Description of the task
Search the records below for the string "filter" and copy each line where it turns up.
··· Given records ···
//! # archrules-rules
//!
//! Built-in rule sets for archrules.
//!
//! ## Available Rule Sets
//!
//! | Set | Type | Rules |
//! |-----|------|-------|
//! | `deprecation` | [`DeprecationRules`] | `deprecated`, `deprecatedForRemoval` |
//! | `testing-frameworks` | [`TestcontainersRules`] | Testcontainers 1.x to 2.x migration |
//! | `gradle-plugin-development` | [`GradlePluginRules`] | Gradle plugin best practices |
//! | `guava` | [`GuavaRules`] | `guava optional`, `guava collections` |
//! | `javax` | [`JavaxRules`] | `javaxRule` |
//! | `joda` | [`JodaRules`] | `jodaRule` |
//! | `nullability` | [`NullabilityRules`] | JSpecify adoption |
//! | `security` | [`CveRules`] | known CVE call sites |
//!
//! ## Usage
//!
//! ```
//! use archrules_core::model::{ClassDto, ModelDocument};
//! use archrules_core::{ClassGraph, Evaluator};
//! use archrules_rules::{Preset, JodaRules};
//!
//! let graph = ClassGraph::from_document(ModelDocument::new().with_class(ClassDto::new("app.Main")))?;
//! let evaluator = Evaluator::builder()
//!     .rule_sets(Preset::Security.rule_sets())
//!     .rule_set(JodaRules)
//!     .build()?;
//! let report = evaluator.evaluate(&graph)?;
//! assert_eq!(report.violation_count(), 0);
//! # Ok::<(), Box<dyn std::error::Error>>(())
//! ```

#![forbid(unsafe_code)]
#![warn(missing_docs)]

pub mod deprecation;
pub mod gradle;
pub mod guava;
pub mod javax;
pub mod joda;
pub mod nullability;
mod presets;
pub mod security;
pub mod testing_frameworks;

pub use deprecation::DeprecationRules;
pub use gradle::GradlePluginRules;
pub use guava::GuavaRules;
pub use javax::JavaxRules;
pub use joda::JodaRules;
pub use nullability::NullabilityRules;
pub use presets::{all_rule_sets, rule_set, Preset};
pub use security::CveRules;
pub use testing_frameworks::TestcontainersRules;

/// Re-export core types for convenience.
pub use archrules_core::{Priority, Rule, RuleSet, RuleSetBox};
···
··· Given records ···
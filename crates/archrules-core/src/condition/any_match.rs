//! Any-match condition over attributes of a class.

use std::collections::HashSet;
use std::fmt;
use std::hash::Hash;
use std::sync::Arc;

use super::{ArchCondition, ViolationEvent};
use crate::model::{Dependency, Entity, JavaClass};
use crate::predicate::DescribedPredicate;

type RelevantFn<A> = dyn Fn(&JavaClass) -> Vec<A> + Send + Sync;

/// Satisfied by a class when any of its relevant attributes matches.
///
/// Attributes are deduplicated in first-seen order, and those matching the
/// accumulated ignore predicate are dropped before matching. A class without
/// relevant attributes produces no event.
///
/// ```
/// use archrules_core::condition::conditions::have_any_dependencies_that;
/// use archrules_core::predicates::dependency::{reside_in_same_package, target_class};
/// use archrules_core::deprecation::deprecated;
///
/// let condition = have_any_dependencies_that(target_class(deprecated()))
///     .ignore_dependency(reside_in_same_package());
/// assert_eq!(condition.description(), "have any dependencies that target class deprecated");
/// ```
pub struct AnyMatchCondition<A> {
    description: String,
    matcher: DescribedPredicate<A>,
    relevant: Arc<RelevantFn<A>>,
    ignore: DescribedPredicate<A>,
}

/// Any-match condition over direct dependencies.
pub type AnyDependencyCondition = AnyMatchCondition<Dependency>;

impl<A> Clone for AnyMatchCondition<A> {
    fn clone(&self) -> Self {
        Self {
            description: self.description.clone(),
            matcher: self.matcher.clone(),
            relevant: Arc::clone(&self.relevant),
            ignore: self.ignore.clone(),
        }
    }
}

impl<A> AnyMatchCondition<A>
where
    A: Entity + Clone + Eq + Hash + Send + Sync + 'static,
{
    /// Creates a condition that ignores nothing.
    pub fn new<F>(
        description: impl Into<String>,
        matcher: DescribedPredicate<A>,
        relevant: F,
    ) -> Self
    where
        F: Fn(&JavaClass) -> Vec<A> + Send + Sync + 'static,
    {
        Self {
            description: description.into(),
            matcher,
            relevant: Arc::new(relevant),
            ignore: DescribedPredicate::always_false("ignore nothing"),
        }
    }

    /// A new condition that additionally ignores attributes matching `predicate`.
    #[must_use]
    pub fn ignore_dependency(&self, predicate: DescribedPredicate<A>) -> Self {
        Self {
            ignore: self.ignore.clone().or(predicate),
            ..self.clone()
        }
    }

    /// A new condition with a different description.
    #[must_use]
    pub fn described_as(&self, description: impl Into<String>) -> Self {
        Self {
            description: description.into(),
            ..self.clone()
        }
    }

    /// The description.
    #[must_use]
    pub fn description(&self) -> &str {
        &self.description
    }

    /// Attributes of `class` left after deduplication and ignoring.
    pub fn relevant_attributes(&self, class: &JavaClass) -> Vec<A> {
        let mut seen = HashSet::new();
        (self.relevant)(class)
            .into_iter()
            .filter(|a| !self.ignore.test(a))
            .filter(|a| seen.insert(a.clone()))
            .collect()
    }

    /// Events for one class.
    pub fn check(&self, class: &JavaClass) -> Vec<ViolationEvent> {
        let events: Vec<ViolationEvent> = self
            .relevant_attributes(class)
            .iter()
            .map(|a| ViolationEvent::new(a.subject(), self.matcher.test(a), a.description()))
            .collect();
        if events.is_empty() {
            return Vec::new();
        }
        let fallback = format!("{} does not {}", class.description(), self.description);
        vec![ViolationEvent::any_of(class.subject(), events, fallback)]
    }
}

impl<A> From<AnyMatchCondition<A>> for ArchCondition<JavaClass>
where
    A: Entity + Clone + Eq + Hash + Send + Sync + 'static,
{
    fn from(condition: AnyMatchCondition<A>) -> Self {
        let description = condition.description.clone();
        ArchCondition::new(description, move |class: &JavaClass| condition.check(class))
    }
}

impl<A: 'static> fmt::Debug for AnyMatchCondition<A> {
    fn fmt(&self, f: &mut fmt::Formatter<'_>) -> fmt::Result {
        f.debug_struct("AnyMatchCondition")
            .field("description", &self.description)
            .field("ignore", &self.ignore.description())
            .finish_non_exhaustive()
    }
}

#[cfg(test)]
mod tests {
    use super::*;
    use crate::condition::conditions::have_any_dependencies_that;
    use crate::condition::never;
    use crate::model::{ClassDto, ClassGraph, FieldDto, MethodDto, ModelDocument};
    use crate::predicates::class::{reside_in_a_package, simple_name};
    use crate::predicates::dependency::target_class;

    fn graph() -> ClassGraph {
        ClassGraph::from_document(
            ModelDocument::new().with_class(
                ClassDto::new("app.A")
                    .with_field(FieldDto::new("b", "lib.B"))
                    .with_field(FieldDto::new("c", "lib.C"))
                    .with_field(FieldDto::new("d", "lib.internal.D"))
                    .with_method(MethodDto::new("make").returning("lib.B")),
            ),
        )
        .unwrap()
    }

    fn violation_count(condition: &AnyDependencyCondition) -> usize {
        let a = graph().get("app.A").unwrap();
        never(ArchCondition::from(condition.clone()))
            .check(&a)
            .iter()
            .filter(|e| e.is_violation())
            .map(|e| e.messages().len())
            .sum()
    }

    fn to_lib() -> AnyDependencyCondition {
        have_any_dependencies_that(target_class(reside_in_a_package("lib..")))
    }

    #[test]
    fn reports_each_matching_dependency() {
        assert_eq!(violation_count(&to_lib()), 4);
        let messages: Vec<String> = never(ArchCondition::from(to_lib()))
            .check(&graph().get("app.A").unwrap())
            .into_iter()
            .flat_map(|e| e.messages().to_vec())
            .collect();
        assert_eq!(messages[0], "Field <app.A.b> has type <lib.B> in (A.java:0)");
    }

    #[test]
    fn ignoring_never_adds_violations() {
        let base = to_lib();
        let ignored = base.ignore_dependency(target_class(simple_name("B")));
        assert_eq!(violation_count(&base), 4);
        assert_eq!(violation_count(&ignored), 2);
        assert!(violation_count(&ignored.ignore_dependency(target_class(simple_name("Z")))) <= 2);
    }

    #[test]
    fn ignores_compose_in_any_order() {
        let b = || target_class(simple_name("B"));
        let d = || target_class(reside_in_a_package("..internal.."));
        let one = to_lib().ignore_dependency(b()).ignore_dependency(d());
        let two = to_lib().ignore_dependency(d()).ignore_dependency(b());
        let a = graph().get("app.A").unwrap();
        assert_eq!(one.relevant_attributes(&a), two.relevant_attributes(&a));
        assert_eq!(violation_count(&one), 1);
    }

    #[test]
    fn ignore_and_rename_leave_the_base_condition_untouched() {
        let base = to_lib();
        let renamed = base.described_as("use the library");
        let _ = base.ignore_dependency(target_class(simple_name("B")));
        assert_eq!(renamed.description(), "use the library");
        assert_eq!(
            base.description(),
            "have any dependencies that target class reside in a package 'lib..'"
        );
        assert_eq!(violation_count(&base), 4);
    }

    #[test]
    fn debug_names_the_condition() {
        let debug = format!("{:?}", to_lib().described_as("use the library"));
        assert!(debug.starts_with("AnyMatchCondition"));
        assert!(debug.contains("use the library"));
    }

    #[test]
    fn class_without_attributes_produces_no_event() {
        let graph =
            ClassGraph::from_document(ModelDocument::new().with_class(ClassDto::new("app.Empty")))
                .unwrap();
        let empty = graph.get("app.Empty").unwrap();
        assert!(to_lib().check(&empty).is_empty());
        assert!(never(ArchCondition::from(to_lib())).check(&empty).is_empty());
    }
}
···
Exercise result
            .filter(|a| !self.ignore.test(a))
            .filter(|a| seen.insert(a.clone()))
            .filter(|e| e.is_violation())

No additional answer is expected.